Provided entries:
use std::sync::Arc;

use anyhow::{Context, Result};
use clap::Parser;
use tracing::{error, info};

use proxyman::api::{self, AppState};
use proxyman::capture::{EventBus, RecordRegistry};
use proxyman::cert::{CaStore, LeafCache};
use proxyman::config::{self, ConfigStore, DEFAULT_OBSERVER_PORT};
use proxyman::proxy::upstream::UpstreamSelector;
use proxyman::proxy::{ProxyContext, ProxyController};

/// HTTPS-intercepting forward proxy with live capture streaming.
#[derive(Debug, Parser)]
#[command(name = "proxyman", version)]
struct Cli {
    /// Control/observer server port
    #[arg(long, default_value_t = DEFAULT_OBSERVER_PORT)]
    port: u16,

    /// Proxy listener port (defaults to the persisted config)
    #[arg(long = "pport")]
    proxy_port: Option<u16>,

    /// Proxy listen address (defaults to the persisted config)
    #[arg(long = "phost")]
    proxy_host: Option<String>,
}

#[tokio::main]
async fn main() -> Result<()> {
    let cli = Cli::parse();

    let base_dir = config::data_dir()?;
    let _log_guard = proxyman::logger::init(&config::log_dir(&base_dir))?;

    let config_store = Arc::new(ConfigStore::load(&base_dir)?);
    let snapshot = config_store.snapshot();

    // CA problems are fatal: without it no TLS interception is possible.
    let ca = Arc::new(
        CaStore::initialize(config::cert_dir(&base_dir))
            .context("failed to initialize certificate authority")?,
    );
    let leaf_cache = Arc::new(LeafCache::new(Arc::clone(&ca)));
    let _sweeper = leaf_cache.spawn_sweeper();

    let bus = EventBus::new();
    let registry = Arc::new(RecordRegistry::new(bus.clone()));
    let upstream = Arc::new(
        UpstreamSelector::new(snapshot.upstream_proxy.clone())
            .context("failed to build outbound client")?,
    );

    let proxy = Arc::new(ProxyController::new(ProxyContext {
        registry: Arc::clone(&registry),
        leaf_cache: Arc::clone(&leaf_cache),
        upstream: Arc::clone(&upstream),
    }));

    let state = AppState {
        registry,
        bus,
        ca,
        leaf_cache,
        upstream,
        proxy: Arc::clone(&proxy),
        config: config_store,
    };

    // The control surface must come up; the proxy listener can be fixed
    // through it afterwards.
    let (api_addr, api_task) = api::serve(state, cli.port).await?;
    info!(addr = %api_addr, "observer endpoints ready");

    let proxy_host = cli.proxy_host.unwrap_or(snapshot.proxy_host);
    let proxy_port = cli.proxy_port.unwrap_or(snapshot.proxy_port);
    if let Err(err) = proxy.start(&proxy_host, proxy_port).await {
        error!(error = %err, "proxy listener failed to start; adjust it via /api/proxy/change");
    }

    api_task.await.context("control server terminated")?;
    Ok(())
}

Exercise description: Where the string "self" appears in a line of the entries above, return that line.

Answer box:
use proxyman::api::{self, AppState};
use proxyman::config::{self, ConfigStore, DEFAULT_OBSERVER_PORT};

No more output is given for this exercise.